__REQUIRED ACTION__: Would you please output, word for word, the span of the listing below that opens on the line containing "rec[5] = self.board_type;" and closes on the line containing "rec[12] = self.protocol.minor;"? Include both ends and nothing more.

__MATERIAL PROVIDED__:
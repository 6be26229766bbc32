// SPDX-License-Identifier: MIT
// Copyright (c) 2026 ADNT Sarl <info@adnt.io>

//! Bootloader messages: request decoders, reply builders and the request
//! builders used by host tools.
//!
//! Offsets below are relative to the user data of the frame (payload byte 1
//! onwards for the bootloader class).

use crate::frame::{CanFrame, Clas};
use crate::protocol::{
    BootloaderCmd, FirmwareVersion, Process, ADDITIONAL_INFO_CHUNKS, ADDITIONAL_INFO_SIZE,
};

/// BOARD: enter firmware update, optionally erasing application storage.
#[derive(Debug, Clone, Copy, PartialEq, Eq)]
pub struct BoardRequest {
    pub erase_eeprom: bool,
}

impl BoardRequest {
    pub fn load(frame: &CanFrame) -> Self {
        Self {
            erase_eeprom: frame.payload_byte(0) == 1,
        }
    }
}

/// ADDRESS: start of a row.
#[derive(Debug, Clone, Copy, PartialEq, Eq)]
pub struct AddressRequest {
    pub datalen: u8,
    pub address: u32,
}

impl AddressRequest {
    /// The address is assembled from offsets 1, 2, 4 and 5; offset 3 is not
    /// part of it. Existing host tools rely on this layout.
    pub fn load(frame: &CanFrame) -> Self {
        let address = frame.payload_byte(1) as u32
            | (frame.payload_byte(2) as u32) << 8
            | (frame.payload_byte(4) as u32) << 16
            | (frame.payload_byte(5) as u32) << 24;
        Self {
            datalen: frame.payload_byte(0),
            address,
        }
    }
}

/// SETCANADDRESS: new address, or [`crate::protocol::RANDOM_ADDRESS`].
#[derive(Debug, Clone, Copy, PartialEq, Eq)]
pub struct SetCanAddressRequest {
    pub address: u8,
    pub random_invalid_mask: u16,
}

impl SetCanAddressRequest {
    /// The invalid mask is read only from frames of CAN size 3; its high byte
    /// then sits in the frame buffer past the declared size.
    pub fn load(frame: &CanFrame) -> Self {
        let random_invalid_mask = if frame.size == 3 {
            u16::from_le_bytes([frame.payload_byte(1), frame.payload_byte(2)])
        } else {
            0x0000
        };
        Self {
            address: frame.payload_byte(0),
            random_invalid_mask,
        }
    }
}

/// SET_BOARD_ID / SET_BOARD_ADX of the polling classes.
#[derive(Debug, Clone, Copy, PartialEq, Eq)]
pub struct SetIdRequest {
    pub address: u8,
}

impl SetIdRequest {
    pub fn load(frame: &CanFrame) -> Self {
        Self {
            address: frame.payload_byte(0),
        }
    }
}

/// One SET_ADDITIONAL_INFO chunk: 4 bytes at `4 * counter`.
#[derive(Debug, Clone, Copy, PartialEq, Eq)]
pub struct AdditionalInfoChunk {
    pub counter: u8,
    pub bytes: [u8; 4],
}

impl AdditionalInfoChunk {
    /// Returns `None` for counters above 7.
    pub fn load(frame: &CanFrame) -> Option<Self> {
        let counter = frame.payload_byte(0);
        if counter >= ADDITIONAL_INFO_CHUNKS {
            return None;
        }
        Some(Self {
            counter,
            bytes: [
                frame.payload_byte(1),
                frame.payload_byte(2),
                frame.payload_byte(3),
                frame.payload_byte(4),
            ],
        })
    }
}

/// Reassembles the 32-byte additional info from SET_ADDITIONAL_INFO chunks.
///
/// Chunks may arrive in any order; chunk 0 discards any partial block.
#[derive(Debug, Clone)]
pub struct AdditionalInfoAssembler {
    received_mask: u8,
    block: [u8; ADDITIONAL_INFO_SIZE],
}

impl Default for AdditionalInfoAssembler {
    fn default() -> Self {
        Self::new()
    }
}

impl AdditionalInfoAssembler {
    pub const fn new() -> Self {
        Self {
            received_mask: 0,
            block: [0; ADDITIONAL_INFO_SIZE],
        }
    }

    /// Add a chunk. Returns the whole block once all 8 chunks have been seen.
    pub fn push(&mut self, chunk: &AdditionalInfoChunk) -> Option<[u8; ADDITIONAL_INFO_SIZE]> {
        if chunk.counter == 0 {
            self.reset();
        }

        let offset = 4 * chunk.counter as usize;
        self.block[offset..offset + 4].copy_from_slice(&chunk.bytes);
        self.received_mask |= 1 << chunk.counter;

        self.is_complete().then_some(self.block)
    }

    pub fn is_complete(&self) -> bool {
        self.received_mask == 0xFF
    }

    pub fn reset(&mut self) {
        self.received_mask = 0;
        self.block = [0; ADDITIONAL_INFO_SIZE];
    }
}

// --- Replies (board -> host) ---

/// BROADCAST reply: board type and firmware version.
pub fn broadcast_reply(
    sender: u8,
    destination: u8,
    board: u8,
    firmware: FirmwareVersion,
    process: Process,
) -> Option<CanFrame> {
    let data = [board, firmware.major, firmware.minor, firmware.build];
    let len = match process {
        Process::Bootloader => 3,
        Process::Application => 4,
    };
    CanFrame::build(
        Clas::Bootloader,
        BootloaderCmd::Broadcast.code(),
        sender,
        destination,
        &data[..len],
    )
}

/// BOARD reply: the bare command.
pub fn board_reply(sender: u8, destination: u8) -> Option<CanFrame> {
    CanFrame::build(Clas::Bootloader, BootloaderCmd::Board.code(), sender, destination, &[])
}

/// DATA, START and END reply: `[ok]`.
pub fn ack_reply(cmd: BootloaderCmd, sender: u8, destination: u8, ok: bool) -> Option<CanFrame> {
    CanFrame::build(Clas::Bootloader, cmd.code(), sender, destination, &[ok as u8])
}

/// GET_ADDITIONAL_INFO reply number `counter`: `[counter, 4 bytes]`.
pub fn additional_info_reply(
    sender: u8,
    destination: u8,
    counter: u8,
    info: &[u8; ADDITIONAL_INFO_SIZE],
) -> Option<CanFrame> {
    if counter >= ADDITIONAL_INFO_CHUNKS {
        return None;
    }
    let offset = 4 * counter as usize;
    let mut data = [0u8; 5];
    data[0] = counter;
    data[1..].copy_from_slice(&info[offset..offset + 4]);
    CanFrame::build(
        Clas::Bootloader,
        BootloaderCmd::GetAdditionalInfo.code(),
        sender,
        destination,
        &data,
    )
}

/// Decoded BROADCAST reply, as seen by a host.
#[derive(Debug, Clone, Copy, PartialEq, Eq)]
pub struct BroadcastInfo {
    pub address: u8,
    pub board: u8,
    pub firmware: FirmwareVersion,
    pub process: Process,
}

impl BroadcastInfo {
    pub fn load(frame: &CanFrame) -> Option<Self> {
        if frame.clas() != Clas::Bootloader || frame.cmd() != BootloaderCmd::Broadcast.code() {
            return None;
        }
        let (process, build) = match frame.data_size() {
            3 => (Process::Bootloader, 255),
            4 => (Process::Application, frame.payload_byte(3)),
            _ => return None,
        };
        Some(Self {
            address: frame.sender(),
            board: frame.payload_byte(0),
            firmware: FirmwareVersion {
                major: frame.payload_byte(1),
                minor: frame.payload_byte(2),
                build,
            },
            process,
        })
    }
}

/// True if `frame` is a positive ack of `cmd` from `board`.
pub fn is_ack(frame: &CanFrame, cmd: BootloaderCmd, board: u8) -> bool {
    frame.clas() == Clas::Bootloader
        && frame.sender() == board
        && frame.cmd() == cmd.code()
        && match cmd {
            BootloaderCmd::Board => true,
            _ => frame.data_size() >= 1 && frame.payload_byte(0) == 1,
        }
}

// --- Requests (host -> board) ---

fn request(cmd: BootloaderCmd, host: u8, board: u8, data: &[u8]) -> Option<CanFrame> {
    CanFrame::build(Clas::Bootloader, cmd.code(), host, board, data)
}

pub fn broadcast_request(host: u8, board: u8) -> Option<CanFrame> {
    request(BootloaderCmd::Broadcast, host, board, &[])
}

pub fn board_request(host: u8, board: u8, erase_eeprom: bool) -> Option<CanFrame> {
    request(BootloaderCmd::Board, host, board, &[erase_eeprom as u8])
}

/// ADDRESS request, laid out as [`AddressRequest::load`] expects.
pub fn address_request(host: u8, board: u8, datalen: u8, address: u32) -> Option<CanFrame> {
    let a = address.to_le_bytes();
    request(
        BootloaderCmd::Address,
        host,
        board,
        &[datalen, a[0], a[1], 0, a[2], a[3]],
    )
}

/// DATA request carrying at most 7 bytes.
pub fn data_request(host: u8, board: u8, chunk: &[u8]) -> Option<CanFrame> {
    if chunk.len() > 7 {
        return None;
    }
    request(BootloaderCmd::Data, host, board, chunk)
}

pub fn start_request(host: u8, board: u8) -> Option<CanFrame> {
    request(BootloaderCmd::Start, host, board, &[])
}

pub fn end_request(host: u8, board: u8) -> Option<CanFrame> {
    request(BootloaderCmd::End, host, board, &[])
}

/// SETCANADDRESS request.
///
/// With a mask the frame is sent with CAN size 3, as boards expect, and the
/// mask high byte rides in the buffer just past it.
pub fn set_can_address_request(
    host: u8,
    board: u8,
    address: u8,
    random_invalid_mask: Option<u16>,
) -> Option<CanFrame> {
    match random_invalid_mask {
        Some(mask) => {
            let m = mask.to_le_bytes();
            let mut frame =
                request(BootloaderCmd::SetCanAddress, host, board, &[address, m[0], m[1]])?;
            frame.size = 3;
            Some(frame)
        }
        None => request(BootloaderCmd::SetCanAddress, host, board, &[address]),
    }
}

pub fn get_additional_info_request(host: u8, board: u8) -> Option<CanFrame> {
    request(BootloaderCmd::GetAdditionalInfo, host, board, &[])
}

pub fn set_additional_info_request(
    host: u8,
    board: u8,
    counter: u8,
    bytes: [u8; 4],
) -> Option<CanFrame> {
    request(
        BootloaderCmd::SetAdditionalInfo,
        host,
        board,
        &[counter, bytes[0], bytes[1], bytes[2], bytes[3]],
    )
}
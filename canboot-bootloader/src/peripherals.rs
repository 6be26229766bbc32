// SPDX-License-Identifier: MIT
// Copyright (c) 2026 ADNT Sarl <info@adnt.io>

//! Peripheral initialization for the bootloader.

use canboot_common::parser::RandomSource;
use embedded_hal::delay::DelayNs;
use embedded_hal::digital::OutputPin;
use rp2040_hal as hal;
use rp2040_hal::rosc::{Enabled, RingOscillator};
use rp2040_hal::usb::UsbBus;
use usb_device::class_prelude::UsbBusAllocator;

pub type LedPin =
    hal::gpio::Pin<hal::gpio::bank0::Gpio25, hal::gpio::FunctionSioOutput, hal::gpio::PullDown>;

/// Static storage for UsbBusAllocator (required by usb-device for 'static lifetime).
static mut USB_BUS: Option<UsbBusAllocator<UsbBus>> = None;

/// Store the bus allocator and return the `'static` reference usb-device needs.
/// Called once.
pub fn store_usb_bus(bus: UsbBusAllocator<UsbBus>) -> &'static UsbBusAllocator<UsbBus> {
    unsafe { (*core::ptr::addr_of_mut!(USB_BUS)).insert(bus) }
}

pub struct Peripherals {
    pub led_pin: LedPin,
    pub timer: hal::Timer,
    pub random: RoscRandom,
    pub usb: Option<UsbPeripherals>,
}

pub struct UsbPeripherals {
    pub regs: hal::pac::USBCTRL_REGS,
    pub dpram: hal::pac::USBCTRL_DPRAM,
    pub clock: hal::clocks::UsbClock,
    pub resets: hal::pac::RESETS,
}

pub fn init() -> Peripherals {
    let mut pac = unsafe { hal::pac::Peripherals::steal() };

    let mut watchdog = hal::Watchdog::new(pac.WATCHDOG);
    let Ok(clocks) = hal::clocks::init_clocks_and_plls(
        12_000_000u32,
        pac.XOSC,
        pac.CLOCKS,
        pac.PLL_SYS,
        pac.PLL_USB,
        &mut pac.RESETS,
        &mut watchdog,
    ) else {
        defmt::panic!("Clock init failed");
    };

    let timer = hal::Timer::new(pac.TIMER, &mut pac.RESETS, &clocks);
    let sio = hal::Sio::new(pac.SIO);
    let pins = hal::gpio::Pins::new(
        pac.IO_BANK0,
        pac.PADS_BANK0,
        sio.gpio_bank0,
        &mut pac.RESETS,
    );
    let rosc = RingOscillator::new(pac.ROSC).initialize();

    Peripherals {
        led_pin: pins.gpio25.into_push_pull_output(),
        timer,
        random: RoscRandom(rosc),
        usb: Some(UsbPeripherals {
            regs: pac.USBCTRL_REGS,
            dpram: pac.USBCTRL_DPRAM,
            clock: clocks.usb_clock,
            resets: pac.RESETS,
        }),
    }
}

/// Milliseconds since boot, wrapping.
pub fn millis(timer: &hal::Timer) -> u32 {
    (timer.get_counter().ticks() / 1_000) as u32
}

/// Blink the LED `count` times with `delay_ms` on and off.
pub fn blink(led: &mut LedPin, timer: &mut hal::Timer, count: u32, delay_ms: u32) {
    for _ in 0..count {
        led.set_high().ok();
        timer.delay_ms(delay_ms);
        led.set_low().ok();
        timer.delay_ms(delay_ms);
    }
}

/// Random numbers from the ring oscillator jitter, one bit per read.
pub struct RoscRandom(RingOscillator<Enabled>);

impl RandomSource for RoscRandom {
    fn next_u32(&mut self) -> u32 {
        (0..32).fold(0u32, |acc, _| (acc << 1) | self.0.get_random_bit() as u32)
    }
}
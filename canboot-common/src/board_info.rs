// SPDX-License-Identifier: MIT
// Copyright (c) 2026 ADNT Sarl <info@adnt.io>

//! Board identity: CAN address, board type, versions and the 32-byte
//! additional info, persisted across resets.
//!
//! The record codec lives here so that firmware and host tools agree on the
//! layout; the storage itself is behind [`BoardInfoStore`].

use core::fmt;

use crc::{Crc, CRC_32_ISO_HDLC};

use crate::protocol::{FirmwareVersion, ProtocolVersion, ADDITIONAL_INFO_SIZE};

const CRC32: Crc<u32> = Crc::<u32>::new(&CRC_32_ISO_HDLC);

pub const BOARD_INFO_MAGIC: u32 = 0x424F_4944; // "BOID"

/// Size of the persisted record, padded with 0xFF.
pub const RECORD_SIZE: usize = 64;

/// Bytes covered by the CRC.
const RECORD_BODY: usize = 48;

/// Address a board gets before anyone assigned one.
pub const DEFAULT_CAN_ADDRESS: u8 = 1;

#[derive(Debug, Clone, Copy, PartialEq, Eq)]
#[cfg_attr(feature = "defmt", derive(defmt::Format))]
pub struct StoredInfo {
    pub can_address: u8,
    pub board_type: u8,
    pub bootloader: FirmwareVersion,
    pub application: FirmwareVersion,
    pub protocol: ProtocolVersion,
    pub info32: [u8; ADDITIONAL_INFO_SIZE],
}

impl Default for StoredInfo {
    fn default() -> Self {
        Self {
            can_address: DEFAULT_CAN_ADDRESS,
            board_type: crate::protocol::Board::Unknown as u8,
            bootloader: FirmwareVersion {
                major: 0,
                minor: 0,
                build: 255,
            },
            application: FirmwareVersion::default(),
            protocol: ProtocolVersion::default(),
            info32: [0; ADDITIONAL_INFO_SIZE],
        }
    }
}

impl StoredInfo {
    /// Encode as a flash record: magic, fields, info, CRC-32, 0xFF padding.
    pub fn to_record(&self) -> [u8; RECORD_SIZE] {
        let mut rec = [0xFFu8; RECORD_SIZE];
        rec[0..4].copy_from_slice(&BOARD_INFO_MAGIC.to_le_bytes());
        rec[4] = self.can_address;
        rec[5] = self.board_type;
        rec[6] = self.bootloader.major;
        rec[7] = self.bootloader.minor;
        rec[8] = self.application.major;
        rec[9] = self.application.minor;
        rec[10] = self.application.build;
        rec[11] = self.protocol.major;
        rec[12] = self.protocol.minor;
        rec[13..16].copy_from_slice(&[0; 3]);
        rec[16..RECORD_BODY].copy_from_slice(&self.info32);

        let crc = CRC32.checksum(&rec[..RECORD_BODY]);
        rec[RECORD_BODY..RECORD_BODY + 4].copy_from_slice(&crc.to_le_bytes());
        rec
    }

    /// Decode a flash record. Returns `None` on bad magic or CRC.
    pub fn from_record(rec: &[u8]) -> Option<Self> {
        if rec.len() < RECORD_BODY + 4 {
            return None;
        }
        let magic = u32::from_le_bytes([rec[0], rec[1], rec[2], rec[3]]);
        if magic != BOARD_INFO_MAGIC {
            return None;
        }
        let stored_crc = u32::from_le_bytes([
            rec[RECORD_BODY],
            rec[RECORD_BODY + 1],
            rec[RECORD_BODY + 2],
            rec[RECORD_BODY + 3],
        ]);
        if CRC32.checksum(&rec[..RECORD_BODY]) != stored_crc {
            return None;
        }

        let mut info32 = [0u8; ADDITIONAL_INFO_SIZE];
        info32.copy_from_slice(&rec[16..RECORD_BODY]);

        Some(Self {
            can_address: rec[4],
            board_type: rec[5],
            bootloader: FirmwareVersion {
                major: rec[6],
                minor: rec[7],
                build: 255,
            },
            application: FirmwareVersion {
                major: rec[8],
                minor: rec[9],
                build: rec[10],
            },
            protocol: ProtocolVersion {
                major: rec[11],
                minor: rec[12],
            },
            info32,
        })
    }
}

#[derive(Debug, Clone, Copy, PartialEq, Eq)]
#[cfg_attr(feature = "defmt", derive(defmt::Format))]
pub enum StoreError {
    /// The backing flash refused the erase or program.
    Write,
    /// Data read back differs from what was written.
    Verify,
}

impl fmt::Display for StoreError {
    fn fmt(&self, f: &mut fmt::Formatter<'_>) -> fmt::Result {
        match self {
            Self::Write => write!(f, "board info write failed"),
            Self::Verify => write!(f, "board info read-back mismatch"),
        }
    }
}

/// Persistent storage of the board identity.
///
/// Reads return values by copy, writes commit immediately.
pub trait BoardInfoStore {
    /// Current identity; the default identity if nothing valid is stored.
    fn get(&mut self) -> StoredInfo;

    fn set(&mut self, info: &StoredInfo) -> Result<(), StoreError>;

    /// Erase the application's user-data storage.
    fn erase_user_data(&mut self) -> Result<(), StoreError>;

    fn can_address(&mut self) -> u8 {
        self.get().can_address
    }

    fn set_can_address(&mut self, address: u8) -> Result<(), StoreError> {
        let mut info = self.get();
        info.can_address = address;
        self.set(&info)
    }
}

__PROBLEM SOLUTION__:
        rec[5] = self.board_type;
        rec[6] = self.bootloader.major;
        rec[7] = self.bootloader.minor;
        rec[8] = self.application.major;
        rec[9] = self.application.minor;
        rec[10] = self.application.build;
        rec[11] = self.protocol.major;
        rec[12] = self.protocol.minor;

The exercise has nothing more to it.